Pengontrolan fungsi kandung kemih pada siang hari normalnya terjadi antara umur 2 dan 3 tahun, sedangkan pada malam hari
saat usia 3-7 tahun.2
Inkontinensia
Inkontinensia urin pada anak – anak sering merupakan fungsional, tidak seperti
pada dewasa yang umumnya suatu patologis. Hal tersebut akan berubah sendiri
seiring pertumbuhan dan tidak memerlukan diagnostik invasif dan pengobatan
khusus.3
Data yang dapat dikumpulkan dari kasus rawat jalan maupun rawat inap di
Bagian Ilmu Kesehatan Anak RSCM selama 11 tahun diperoleh 18 kasus inkontinensia
urin, sebagian di antaranya diagnosis definitif belum dapat ditegakkan, 14
namun di antara kasus yang terdiagnosis lebih spesifik, buli-buli neurogenik
akibat spina bifida cukup dominan (9 kasus).1
Tujuan dari penulisan refarat ini adalah untuk
menjelaskan secara ringkas mengenai prevalensi, definisi, etiologi, jenis, dan
manajement inkontinesia urin siang hari pada anak
Prevalensi
inkontinensia urine pada siang hari
Kajiwara dkk melaporkan bahwa prevalensi inkontinensia urin siang
hari 6,3 % dan menurun sesuai dengan
umur, sekitar 9 % pada anak 7 tahun dan 2 % pada umur 12 tahun. Prevalensi
rata-rata inkontinensia urin pada siang hari 31 % dan 6,5 % pada umur 5 – 12
tahun. (3)
Prevalensi inkontinensia urin di berbagai negara Eropa 4,4 % - 19,2 % dan di
asia 2,1 % - 6,3 %. (2 hal. 216). Gangguan prilaku
dan emosional yang disertai inkontinesia
pada anak rata-rata masih tinggi, pada penelitian epidemiologi menunjukkan
20%-30% anak dengan enuresis malam hari, 20%-40% dengan ikontinensia urin siang
hari dan 30%-50% dengan inkontinesia BAB.4
Definisi
Menurut Standardization Committee of the International Children’s Continence Society
(ICCS), inkontinensia urin siang hari adalah tidak terkontrolnya pengeluaran urin pada siang hari sedangkan mengompol
siang hari ( diurnal enuresis) menurut DSM IV adalah berkemih tanpa disadari
pada siang hari, yang terjadi setidaknya dua kali seminggu, usia lebih lima
tahun dan tanpa kelainan kongenital dan sistem saraf pusat.2
Etiologi
Meskipun inkontinensia urin tersendiri masih sangat
terbatas, beberapa kondisi dapat muncul bersamaan dengan inkontinensia urin
sehingga dibutuhkan ketelitian dalam mendiagnosa dan manajemen inkontinensia
urin.
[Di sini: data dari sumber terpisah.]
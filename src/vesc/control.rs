// Orchestrates codec, telemetry cache, position controllers and repeater
//
// Every entry point is synchronous and takes the current time and a frame
// sink explicitly, so the caller decides how callbacks are serialized and
// where frames go.

use std::collections::BTreeMap;
use std::str::FromStr;
use std::time::{Duration, Instant};

use tracing::{debug, error, warn};

use super::MotorId;
use super::codec::{self, CanFrame, CodecError, CommandKind, DUTY_CYCLE_SCALE};
use super::pid::{PidGains, PositionController};
use super::repeater::{CommandRepeater, OutgoingCommand};
use super::telemetry::{TelemetryCache, TelemetryField, TelemetrySample};

/// Anything that can put a frame on the bus
pub trait FrameSink {
    fn send(&mut self, frame: CanFrame);
}

impl FrameSink for Vec<CanFrame> {
    fn send(&mut self, frame: CanFrame) {
        self.push(frame);
    }
}

/// Quantity an operator can set or query
#[derive(Debug, Clone, Copy, PartialEq, Eq)]
pub enum MotorKind {
    Velocity,
    DutyCycle,
    Position,
}

impl MotorKind {
    pub fn as_str(self) -> &'static str {
        match self {
            MotorKind::Velocity => "velocity",
            MotorKind::DutyCycle => "duty_cycle",
            MotorKind::Position => "position",
        }
    }

    fn field(self) -> TelemetryField {
        match self {
            MotorKind::Velocity => TelemetryField::Velocity,
            MotorKind::DutyCycle => TelemetryField::DutyCycle,
            MotorKind::Position => TelemetryField::Position,
        }
    }
}

impl FromStr for MotorKind {
    type Err = CommandError;

    fn from_str(s: &str) -> Result<Self, Self::Err> {
        match s {
            "velocity" => Ok(MotorKind::Velocity),
            "duty_cycle" => Ok(MotorKind::DutyCycle),
            "position" => Ok(MotorKind::Position),
            other => Err(CommandError::UnknownKind(other.to_string())),
        }
    }
}

#[derive(Debug, Clone, PartialEq, Eq, thiserror::Error)]
pub enum CommandError {
    #[error("Unknown motor command type: '{0}'")]
    UnknownKind(String),

    #[error("Telemetry for motor {motor_id} is stale or missing")]
    StaleTelemetry { motor_id: MotorId },

    #[error("Motor {motor_id} has no position controller")]
    PositionUnsupported { motor_id: MotorId },
}

/// Per-motor state: telemetry, replayed commands and position controllers
#[derive(Debug, Default)]
pub struct MotorRegistry {
    telemetry: TelemetryCache,
    repeater: CommandRepeater,
    controllers: BTreeMap<MotorId, PositionController>,
}

impl MotorRegistry {
    pub fn new() -> Self {
        Self::default()
    }

    /// Registry with a position controller for each configured motor
    pub fn with_position_control(gains: impl IntoIterator<Item = (MotorId, PidGains)>) -> Self {
        Self {
            controllers: gains
                .into_iter()
                .map(|(id, gains)| (id, PositionController::new(gains)))
                .collect(),
            ..Self::default()
        }
    }

    pub fn telemetry(&self) -> &TelemetryCache {
        &self.telemetry
    }

    pub fn repeater(&self) -> &CommandRepeater {
        &self.repeater
    }

    pub fn controller(&self, motor_id: MotorId) -> Option<&PositionController> {
        self.controllers.get(&motor_id)
    }

    fn is_holding(&self, motor_id: MotorId) -> bool {
        self.controller(motor_id).is_some_and(PositionController::is_active)
    }
}

/// Snapshot of one motor for status reporting
#[derive(Debug, Clone, Copy, PartialEq)]
pub struct MotorStatus {
    pub motor_id: MotorId,
    pub sample: TelemetrySample,
    pub fresh: bool,
    pub holding: bool,
}

pub struct MotorControl {
    registry: MotorRegistry,
    stale_threshold: Duration,
}

impl MotorControl {
    pub fn new(registry: MotorRegistry, stale_threshold: Duration) -> Self {
        Self {
            registry,
            stale_threshold,
        }
    }

    pub fn registry(&self) -> &MotorRegistry {
        &self.registry
    }

    /// Handle a set request by command type name
    pub fn set_motor(
        &mut self,
        motor_id: MotorId,
        kind: &str,
        value: f32,
        bus: &mut impl FrameSink,
    ) -> Result<(), CommandError> {
        let kind = kind.parse::<MotorKind>().inspect_err(|e| {
            error!("Rejected SET for motor {}: {}", motor_id, e);
        })?;
        self.set(motor_id, kind, value, bus)
    }

    pub fn set(
        &mut self,
        motor_id: MotorId,
        kind: MotorKind,
        value: f32,
        bus: &mut impl FrameSink,
    ) -> Result<(), CommandError> {
        match kind {
            MotorKind::DutyCycle => self.set_duty_cycle(motor_id, value, bus),
            MotorKind::Velocity => self.set_velocity(motor_id, value as i32, bus),
            MotorKind::Position => self.set_position(motor_id, value)?,
        }
        Ok(())
    }

    /// Set percent power in [-1, 1]; out of range values are clamped
    pub fn set_duty_cycle(&mut self, motor_id: MotorId, percent_power: f32, bus: &mut impl FrameSink) {
        let raw = codec::duty_cycle_to_raw(percent_power);
        self.send_direct(motor_id, CommandKind::DutyCycle, raw, bus);
        debug!(
            "Setting the duty cycle of CAN ID {} to {}",
            motor_id,
            percent_power.clamp(-1.0, 1.0)
        );
    }

    /// Set velocity in RPM
    pub fn set_velocity(&mut self, motor_id: MotorId, rpm: i32, bus: &mut impl FrameSink) {
        self.send_direct(motor_id, CommandKind::Velocity, rpm, bus);
        debug!("Setting the RPM of CAN ID {} to {}", motor_id, rpm);
    }

    /// Hold a rotation in degrees. Output is produced as tachometer frames arrive.
    pub fn set_position(&mut self, motor_id: MotorId, degrees: f32) -> Result<(), CommandError> {
        let controller = self
            .registry
            .controllers
            .get_mut(&motor_id)
            .ok_or(CommandError::PositionUnsupported { motor_id })?;
        controller.set_target_rotation(degrees);
        debug!(
            "Setting the position of CAN ID {} to {} degrees ({} steps)",
            motor_id,
            degrees,
            controller.target()
        );
        Ok(())
    }

    /// Duty cycle and velocity commands take over from position hold and are kept alive
    fn send_direct(&mut self, motor_id: MotorId, kind: CommandKind, raw: i32, bus: &mut impl FrameSink) {
        if let Some(controller) = self.registry.controllers.get_mut(&motor_id) {
            controller.deactivate();
        }

        let frame = codec::encode_command(motor_id, kind, raw);
        bus.send(frame);
        self.registry.repeater.remember(
            motor_id,
            OutgoingCommand {
                id: frame.id,
                payload: raw,
            },
        );
    }

    /// Handle a get request by command type name
    pub fn get_motor(&self, motor_id: MotorId, kind: &str, now: Instant) -> Result<f32, CommandError> {
        let kind = kind.parse::<MotorKind>().inspect_err(|e| {
            error!("Rejected GET for motor {}: {}", motor_id, e);
        })?;
        self.get(motor_id, kind, now)
    }

    pub fn get(&self, motor_id: MotorId, kind: MotorKind, now: Instant) -> Result<f32, CommandError> {
        self.registry
            .telemetry
            .read(motor_id, kind.field(), now, self.stale_threshold)
            .ok_or_else(|| {
                error!("GET {} for CAN ID {} read stale data", kind.as_str(), motor_id);
                CommandError::StaleTelemetry { motor_id }
            })
    }

    /// Handle one inbound status frame.
    ///
    /// Undersized frames are dropped without touching any state. A tachometer
    /// reading for a motor holding position triggers a control step and sends
    /// its correction immediately.
    pub fn handle_frame(
        &mut self,
        id: u32,
        data: &[u8],
        now: Instant,
        bus: &mut impl FrameSink,
    ) -> Result<(), CodecError> {
        let status = codec::decode_status(id, data).inspect_err(|e| {
            warn!("Dropping status frame 0x{:08X}: {}", id, e);
        })?;
        let motor_id = status.motor_id;

        self.registry.telemetry.record(motor_id, &status.update, now);
        debug!(
            "Received status frame {} from CAN ID {}: {:?}",
            status.status, motor_id, status.update
        );

        let Some(position) = status.update.position else {
            return Ok(());
        };
        let Some(controller) = self.registry.controllers.get_mut(&motor_id) else {
            return Ok(());
        };
        if let Some(output) = controller.step(position) {
            let raw = (output * DUTY_CYCLE_SCALE) as i32;
            bus.send(codec::encode_command(motor_id, CommandKind::DutyCycle, raw));
        }
        Ok(())
    }

    /// Replay the last duty cycle or velocity command of every motor
    pub fn repeat_commands(&self, bus: &mut impl FrameSink) -> usize {
        let mut sent = 0;
        for frame in self.registry.repeater.frames() {
            bus.send(frame);
            sent += 1;
        }
        sent
    }

    /// Status of every motor that has reported telemetry
    pub fn statuses(&self, now: Instant) -> impl Iterator<Item = MotorStatus> + '_ {
        self.registry.telemetry.iter().map(move |(motor_id, sample)| MotorStatus {
            motor_id,
            sample: *sample,
            fresh: sample.is_fresh(now, self.stale_threshold),
            holding: self.registry.is_holding(motor_id),
        })
    }
}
Etiologi penyebab inkontinensia urin dapat dikelompokkan anatomi dan non
anatomi.
1.
Kelainan
Anatomi
a.
Neurogenik
bladder
Etiologi
neurogenik bladder tersering pada anak adalah dysraphisme spinal karena
kelainan tubulus neural pada pembentukan tulang belakang yang tidak sempurna. Kelainan
lainnya seperti malformasi anorektal,
anus imperforata, agenesis sakrum.
b.
Katup
urethral posterior
Katup
uretrhal posterior sering terjadi disebabkan oleh obstruksi saluran kemih. Anak
yang mempunyai kelainan katup urethral posterior 80% ditemukan kelainan fungsi kendung kemih dan sering
ditemukan over aktif otor detrusor.
c.
Ektopik
ureter
Ektopik
ureter sering ditemukan asimtomatik dan
pada anak perempuan gejala ektopik ureter sering disertai dengan
inkontinensia
d.
Labia
adhesion
Labial
adhesion disebabkan oleh infeksi saluran kemih, retensi urin, gangguan aliran
urin dan dikaitkan dengan inkontinesia urin pada anak perempuan. Prevalensi
labial adhesion sekitar 0,6 % - 5% dan sering tanpa gejala.
e.
Refluk
urethrovaginal
Tertahannya
urin dalam vagina setelah berkemih sedangkan refleks disebabkan oleh karena over
aktivitas otot dinding pelvik saat berkemih. pada refluk urethrovaginal dapat
di intruksikan dengan melakukan posisi berkemih yang benar. 3
2.
Anatomi
fungsional
a.
Over
aktif bladder ( OAB )
Anak-anak
dengan over aktif bladder mempunyai over aktivitas otot detrusor (DO). Gejala
OAB adalah urgensi dengan atau tanpa
inkontinesia urgensi. Inkontinensia yang timbul akibat kontraksi
detrusor yang tidak dapat dihambat pada
pengisian kandung kemih atau pada saat yang bersamaan dilawan oleh kontraksi
otot-otot dasar panggul secara volunter untuk mencegah atau mengurangi
terjadinya mengompol, namun biasanya msih terjadi juga pengeluaran sedikit
urin. urgensi inkontinensia pada anak dengan OAB rata-rata 2,6 %.3,5
b.
Menunda
berkemih
Anak
– anak yang mempunyai kebiasaan menunda untuk berkemih karena menolak untuk ke
toilet atau keadaan lainnya. Menunda berkemih menyebabkan penuhnya kandung
kemih dan terjadinya inkontinensia
overflow. Memperbaiki fungsi pengosongan kandung karena distensi kandung kemih
dapat meningkat aliran urin yang abnormal dan pengosongan kandung kemih yang
tidak sempurna.3
c.
Kandung
kemih kurang aktif ( Lazzy Bladder )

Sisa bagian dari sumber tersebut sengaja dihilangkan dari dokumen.